A beginner-friendly guide to building blazing-fast blogs with Next.js App Router and MDX. Learn server components, syntax highlighting, and more.

Next.jsMDXTutorial

Getting Started

Welcome to your first post! This blog is powered by Next.js App Router and rendered entirely with React Server Components — zero client-side JavaScript for the content itself.
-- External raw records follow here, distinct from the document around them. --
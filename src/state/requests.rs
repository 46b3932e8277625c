use std::sync::Arc;

use chrono::NaiveDateTime;
use serde::Serialize;
use tracing::{info, instrument};
use uuid::Uuid;

use super::{ScreenStatus, Store, reject, tracked};
use crate::aggregate::{StatusBuckets, StatusCounts};
use crate::data::RequestSource;
use crate::error::DomainResult;
use crate::model::{LeaveRequest, NewLateArrival, NewLeave, User};
use crate::utils::clock::Clock;

#[derive(Debug, Clone, Default, PartialEq, Serialize)]
pub struct RequestsState {
    pub requests: Vec<LeaveRequest>,
    pub screen: ScreenStatus,
}

screen_state!(RequestsState);

impl RequestsState {
    pub fn tabs(&self, now: NaiveDateTime) -> StatusBuckets {
        StatusBuckets::partition(&self.requests, now)
    }

    pub fn counts(&self, now: NaiveDateTime) -> StatusCounts {
        self.tabs(now).counts()
    }
}

/// An employee's own leave and late-arrival requests.
pub struct RequestsScreen<D> {
    source: Arc<D>,
    clock: Arc<dyn Clock>,
    author: User,
    store: Store<RequestsState>,
}

impl<D: RequestSource> RequestsScreen<D> {
    pub fn new(source: Arc<D>, clock: Arc<dyn Clock>, author: User) -> Self {
        Self {
            source,
            clock,
            author,
            store: Store::default(),
        }
    }

    pub fn store(&self) -> &Store<RequestsState> {
        &self.store
    }

    /// Tabs as of the current clock reading.
    pub fn tabs(&self) -> StatusBuckets {
        let now = self.clock.now();
        self.store.with(|s| s.tabs(now))
    }

    pub async fn fetch_requests(&self) -> DomainResult<Vec<LeaveRequest>> {
        tracked(
            &self.store,
            self.source.requests_for_user(self.author.id),
            |s, requests: &Vec<LeaveRequest>| s.requests = requests.clone(),
        )
        .await
    }

    #[instrument(skip(self, input), fields(user_id = %self.author.id))]
    pub async fn create_leave_request(&self, input: NewLeave) -> DomainResult<LeaveRequest> {
        match LeaveRequest::new_leave(&self.author, input, self.clock.now()) {
            Ok(request) => self.submit(request).await,
            Err(err) => reject(&self.store, err),
        }
    }

    #[instrument(skip(self, input), fields(user_id = %self.author.id))]
    pub async fn create_late_request(&self, input: NewLateArrival) -> DomainResult<LeaveRequest> {
        match LeaveRequest::new_late_arrival(&self.author, input, self.clock.now()) {
            Ok(request) => self.submit(request).await,
            Err(err) => reject(&self.store, err),
        }
    }

    async fn submit(&self, request: LeaveRequest) -> DomainResult<LeaveRequest> {
        let created = tracked(
            &self.store,
            self.source.create_request(request),
            |s, created: &LeaveRequest| s.requests.insert(0, created.clone()),
        )
        .await?;
        info!(request_id = %created.id, kind = %created.request_type, "Request submitted");
        Ok(created)
    }

    /// Withdraws one of the author's own pending requests.
    #[instrument(skip(self), fields(user_id = %self.author.id))]
    pub async fn delete_request(&self, id: Uuid) -> DomainResult<()> {
        tracked(
            &self.store,
            self.source.delete_request(self.author.id, id),
            |s, _: &()| s.requests.retain(|r| r.id != id),
        )
        .await
    }
}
Every page is statically generated at build time, which means your readers get instant load times and search engines see fully rendered HTML.

Why MDX?

MDX lets you write standard Markdown while embedding JSX components when you need richer interactivity. You get the best of both worlds:

  • The simplicity of Markdown for everyday writing
  • The power of React components when you need them
  • Full support for GitHub Flavored Markdown (tables, task lists, strikethrough)

Code Example

Here's a simple utility function written in TypeScript:

interface Post {
  slug: string;
  title: string;
  date: string;
  description: string;
  tags?: string[];
}
 
function formatDate(dateString: string): string {
  return new Date(dateString).toLocaleDateString("en-US", {
    year: "numeric",
    month: "long",
    day: "numeric",
  });
}
 
// Usage
const post: Post = {
  slug: "hello-world",
  title: "Hello World",
  date: "2026-04-10",
  description: "My first blog post",
  tags: ["Next.js", "MDX"],
};
 
console.log(formatDate(post.date)); // "April 10, 2026"

Feature Comparison

FeatureTraditional BlogMDX Blog
Markdown support
React components
Syntax highlightingPlugin requiredBuilt-in (rehype)
Static generationVaries✅ (SSG)
SEO optimisedManualAutomatic

What's Next?

Now that you have the basics down, try creating your own post by adding a new .md or .mdx file inside the content/posts/ directory. Each file just needs a frontmatter block at the top with title, date, description, and optionally tags.